Inferring Domain Plans In Question-Answering

Abstract

The importance of plan inference in models of conversation has been widely noted in the com-putational-linguistics literature, and its incorporation in question-answering systems has enabled a range of cooperative behaviors. The plan inference process in each of these systems, however, has assumed that the questioner (Q), whose plan is being inferred, and the respondent (R), who is drawing the inference, have identical beliefs about the actions in the domain. I demonstrate that this assumption is too strong and that it often results in failure not only of the plan-inference process, but also of the communicative process that plan inference is meant to support. In particular, it precludes the principled generation of appropriate responses to queries that arise from invalid plans. I present a model of plan inference in conversation that distinguishes between the beliefs of the questioner and the beliefs of the respondent. This model rests on an account of plans as mental phenomena: “having a plan?? is analyzed as having a particular configuration of beliefs and intentions. Judgments that a plan is invalid are associated with particular discrepancies between the beliefs that R ascribes to Q, when R believes that Q has some particular plan, and the beliefs that R herself holds.
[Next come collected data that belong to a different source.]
#[cfg(test)]
#[allow(clippy::unwrap_used, clippy::expect_used)]
mod tests {
    use super::*;
    use crate::descriptor::{Descriptor, TaggedValue};
    use crate::test_support::{enumerated, rgb, unit};

    fn effect(key: &str, desc: Descriptor) -> LayerEffect {
        match map_effect(key, &desc.items) {
            MappedEffect::Effect(effect) => effect,
            other => panic!("expected an effect for {key}, got {other:?}"),
        }
    }

    fn stop(location: f64, color: TaggedValue) -> TaggedValue {
        TaggedValue::Object(
            Descriptor::new("Clrt")
                .with("Clr ", color)
                .with("Lctn", TaggedValue::Integer(location as i32)),
        )
    }

    #[test]
    fn test_drop_shadow_normalization() {
        let desc = Descriptor::new("DrSh")
            .with("enab", TaggedValue::Bool(true))
            .with("Md  ", enumerated("BlnM", "Mltp"))
            .with("Clr ", rgb(10.4, 20.6, 300.0))
            .with("Opct", unit("#Prc", 75.0))
            .with("lagl", unit("#Ang", 120.0))
            .with("Dstn", unit("#Pxl", 5.0));

        let LayerEffect::DropShadow(shadow) = effect("DrSh", desc) else {
            panic!("expected drop shadow");
        };
        assert!((shadow.opacity - 0.75).abs() < 1e-6);
        assert_eq!(shadow.angle, 120.0);
        assert_eq!(shadow.distance, 5.0);
        assert_eq!(shadow.blend_mode, BlendMode::Multiply);
        assert_eq!(shadow.color, Color::rgb(10, 21, 255));
        assert!(shadow.knocks_out);
    }

    #[test]
    fn test_legacy_angle_key_and_unitless_percent() {
        let desc = Descriptor::new("IrSh")
            .with("Angl", TaggedValue::Float(45.0))
            .with("Opct", TaggedValue::Integer(40))
            .with("Ckmt", TaggedValue::Float(0.3));

        let LayerEffect::InnerShadow(shadow) = effect("IrSh", desc) else {
            panic!("expected inner shadow");
        };
        assert_eq!(shadow.angle, 45.0);
        assert!((shadow.opacity - 0.4).abs() < 1e-6);
        assert!((shadow.spread - 0.3).abs() < 1e-6);
        assert!(!shadow.knocks_out);
    }

    #[test]
    fn test_defaults_for_empty_effect() {
        let LayerEffect::BevelEmboss(bevel) = effect("ebbl", Descriptor::new("ebbl")) else {
            panic!("expected bevel");
        };
        assert!(bevel.enabled);
        assert_eq!(bevel.style, BevelStyle::InnerBevel);
        assert_eq!(bevel.angle, 120.0);
        assert_eq!(bevel.altitude, 30.0);
        assert_eq!(bevel.depth, 100.0);
        assert_eq!(bevel.highlight_color, Color::WHITE);
        assert_eq!(bevel.shadow_mode, BlendMode::Multiply);
    }

    #[test]
    fn test_bevel_clamps_and_enums() {
        let desc = Descriptor::new("ebbl")
            .with("bvlS", enumerated("BESl", "PlEb"))
            .with("bvlT", enumerated("bvlT", "Slmt"))
            .with("bvlD", enumerated("BESs", "Out "))
            .with("srgR", unit("#Prc", 5000.0))
            .with("Lald", unit("#Ang", 120.0));

        let LayerEffect::BevelEmboss(bevel) = effect("ebbl", desc) else {
            panic!("expected bevel");
        };
        assert_eq!(bevel.style, BevelStyle::PillowEmboss);
        assert_eq!(bevel.technique, BevelTechnique::ChiselSoft);
        assert_eq!(bevel.direction, BevelDirection::Down);
        assert_eq!(bevel.depth, 1000.0);
        assert_eq!(bevel.altitude, 90.0);
    }

    #[test]
    fn test_unknown_enum_value_uses_default() {
        let desc = Descriptor::new("SoFi").with("Md  ", enumerated("BlnM", "Wrdd"));
        let LayerEffect::ColorOverlay(overlay) = effect("SoFi", desc) else {
            panic!("expected color overlay");
        };
        assert_eq!(overlay.blend_mode, BlendMode::Normal);
        assert_eq!(overlay.opacity, 1.0);
    }

    #[test]
    fn test_long_form_blend_mode() {
        let desc = Descriptor::new("FrFX")
            .with("Md  ", enumerated("BlnM", "linearDodge"))
            .with("Styl", enumerated("FStl", "InsF"))
            .with("Sz  ", unit("#Pxl", 7.0));
        let LayerEffect::Stroke(stroke) = effect("FrFX", desc) else {
            panic!("expected stroke");
        };
        assert_eq!(stroke.blend_mode, BlendMode::LinearDodge);
        assert_eq!(stroke.position, StrokePosition::Inside);
        assert_eq!(stroke.size, 7.0);
    }

    #[test]
    fn test_gradient_stops_are_normalized_and_sorted() {
        let grad = Descriptor::new("Grdn")
            .with("Intr", TaggedValue::Float(4096.0))
            .with(
                "Clrs",
                TaggedValue::List(vec![
                    stop(4096.0, rgb(0.0, 0.0, 255.0)),
                    stop(0.0, rgb(255.0, 0.0, 0.0)),
                ]),
            );
        let desc = Descriptor::new("GrFl")
            .with("Grad", TaggedValue::Object(grad))
            .with("Type", enumerated("GrdT", "Rdl "))
            .with("Scl ", unit("#Prc", 400.0));

        let LayerEffect::GradientOverlay(gradient) = effect("GrFl", desc) else {
            panic!("expected gradient overlay");
        };
        assert_eq!(gradient.stops.len(), 2);
        assert_eq!(gradient.stops[0].position, 0.0);
        assert_eq!(gradient.stops[0].color, Color::rgb(255, 0, 0));
        assert_eq!(gradient.stops[1].position, 1.0);
        assert_eq!(gradient.stops[1].color, Color::rgb(0, 0, 255));
        assert_eq!(gradient.style, GradientStyle::Radial);
        assert_eq!(gradient.angle, 90.0);
        assert_eq!(gradient.scale, 150.0);
    }

    #[test]
    fn test_gradient_zero_interpolation_uses_default() {
        let grad = Descriptor::new("Grdn")
            .with("Intr", TaggedValue::Float(0.0))
            .with("Clrs", TaggedValue::List(vec![stop(2048.0, rgb(1.0, 2.0, 3.0))]));
        let desc = Descriptor::new("GrFl").with("Grad", TaggedValue::Object(grad));

        let LayerEffect::GradientOverlay(gradient) = effect("GrFl", desc) else {
            panic!("expected gradient overlay");
        };
        assert_eq!(gradient.stops.len(), 1);
        assert_eq!(gradient.stops[0].position, 0.5);
    }

    #[test]
    fn test_missing_gradient_is_white_to_black() {
        let LayerEffect::GradientOverlay(gradient) = effect("GrFl", Descriptor::new("GrFl"))
        else {
            panic!("expected gradient overlay");
        };
        assert_eq!(gradient.stops[0].color, Color::WHITE);
        assert_eq!(gradient.stops[1].color, Color::BLACK);
    }

    #[test]
    fn test_nan_percent_uses_default() {
        let desc = Descriptor::new("SoFi").with("Opct", TaggedValue::Float(f64::NAN));
        let LayerEffect::ColorOverlay(overlay) = effect("SoFi", desc) else {
            panic!("expected color overlay");
        };
        assert_eq!(overlay.opacity, 1.0);

        let desc = Descriptor::new("FrFX").with("Opct", unit("#Prc", f64::NAN));
        let LayerEffect::Stroke(stroke) = effect("FrFX", desc) else {
            panic!("expected stroke");
        };
        assert_eq!(stroke.opacity, 1.0);
    }

    #[test]
    fn test_non_finite_angle_falls_through() {
        let desc = Descriptor::new("DrSh")
            .with("lagl", unit("#Ang", f64::NAN))
            .with("Angl", unit("#Ang", 30.0));
        let LayerEffect::DropShadow(shadow) = effect("DrSh", desc) else {
            panic!("expected drop shadow");
        };
        assert_eq!(shadow.angle, 30.0);

        let desc = Descriptor::new("ebbl")
            .with("lagl", TaggedValue::Float(f64::INFINITY))
            .with("Angl", TaggedValue::Float(f64::NEG_INFINITY));
        let LayerEffect::BevelEmboss(bevel) = effect("ebbl", desc) else {
            panic!("expected bevel");
        };
        assert_eq!(bevel.angle, 120.0);
    }

    #[test]
    fn test_gradient_without_interpolation_uses_4096() {
        let grad = Descriptor::new("Grdn")
            .with("Clrs", TaggedValue::List(vec![stop(2048.0, rgb(9.0, 9.0, 9.0))]));
        let desc = Descriptor::new("GrFl").with("Grad", TaggedValue::Object(grad));
        let LayerEffect::GradientOverlay(gradient) = effect("GrFl", desc) else {
            panic!("expected gradient overlay");
        };
        assert_eq!(gradient.stops.len(), 1);
        assert_eq!(gradient.stops[0].position, 0.5);
        assert_eq!(gradient.stops[0].color, Color::rgb(9, 9, 9));
    }

    #[test]
    fn test_gradient_infinite_interpolation_uses_4096() {
        let grad = Descriptor::new("Grdn")
            .with("Intr", TaggedValue::Float(f64::INFINITY))
            .with("Clrs", TaggedValue::List(vec![stop(1024.0, rgb(0.0, 0.0, 0.0))]));
        let desc = Descriptor::new("GrFl").with("Grad", TaggedValue::Object(grad));
        let LayerEffect::GradientOverlay(gradient) = effect("GrFl", desc) else {
            panic!("expected gradient overlay");
        };
        assert_eq!(gradient.stops[0].position, 0.25);
    }

    #[test]
    fn test_undecodable_stops_are_white_to_black() {
        let no_color =
            TaggedValue::Object(Descriptor::new("Clrt").with("Lctn", TaggedValue::Integer(0)));
        let no_location =
            TaggedValue::Object(Descriptor::new("Clrt").with("Clr ", rgb(1.0, 1.0, 1.0)));
        let grad = Descriptor::new("Grdn")
            .with("Intr", TaggedValue::Float(4096.0))
            .with(
                "Clrs",
                TaggedValue::List(vec![no_color, no_location, TaggedValue::Integer(7)]),
            );
        let desc = Descriptor::new("GrFl").with("Grad", TaggedValue::Object(grad));

        let LayerEffect::GradientOverlay(gradient) = effect("GrFl", desc) else {
            panic!("expected gradient overlay");
        };
        assert_eq!(
            gradient.stops,
            vec![
                GradientStop {
                    position: 0.0,
                    color: Color::WHITE,
                },
                GradientStop {
                    position: 1.0,
                    color: Color::BLACK,
                },
            ]
        );
    }

    #[test]
    fn test_unsupported_keys() {
        let items = ItemMap::new();
        assert_eq!(map_effect("ChFX", &items), MappedEffect::Skipped("Satin".into()));
        assert_eq!(map_effect("Xyzw", &items), MappedEffect::Skipped("Xyzw".into()));
        assert!(is_effect_key("patternFill"));
        assert!(!is_effect_key("Nm  "));
    }
}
I define several types of invalidities from which a plan may suffer, relating each to a particular type of belief discrepancy, and show that the types of any invalidities judged to be present in the plan underlying a query can affect the context of a cooperative response. The plan inference model has been implemented in SPIRIT, a System for Plan Inference that Reasons about Invalidities Too, which reasons about plans underlying queries in the domain of computer mail.